» WORK TASK
Search the records for the word "Debug" and copy each line in which it appears.

[[ MATERIAL SUPPLIED open ]]

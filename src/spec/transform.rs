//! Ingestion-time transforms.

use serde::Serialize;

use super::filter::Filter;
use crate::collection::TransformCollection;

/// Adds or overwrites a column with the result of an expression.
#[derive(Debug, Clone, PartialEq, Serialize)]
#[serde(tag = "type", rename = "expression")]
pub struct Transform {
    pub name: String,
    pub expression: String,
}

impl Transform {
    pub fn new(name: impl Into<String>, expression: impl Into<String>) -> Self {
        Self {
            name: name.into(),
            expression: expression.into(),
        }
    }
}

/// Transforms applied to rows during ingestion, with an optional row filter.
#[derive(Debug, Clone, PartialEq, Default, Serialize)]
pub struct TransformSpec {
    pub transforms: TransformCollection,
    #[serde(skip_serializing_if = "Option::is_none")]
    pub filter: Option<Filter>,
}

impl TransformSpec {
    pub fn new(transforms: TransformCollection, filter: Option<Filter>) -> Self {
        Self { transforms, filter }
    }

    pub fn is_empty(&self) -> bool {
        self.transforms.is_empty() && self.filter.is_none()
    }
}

[[ MATERIAL SUPPLIED closed ]]

» THE ANSWER
#[derive(Debug, Clone, PartialEq, Serialize)]
#[derive(Debug, Clone, PartialEq, Default, Serialize)]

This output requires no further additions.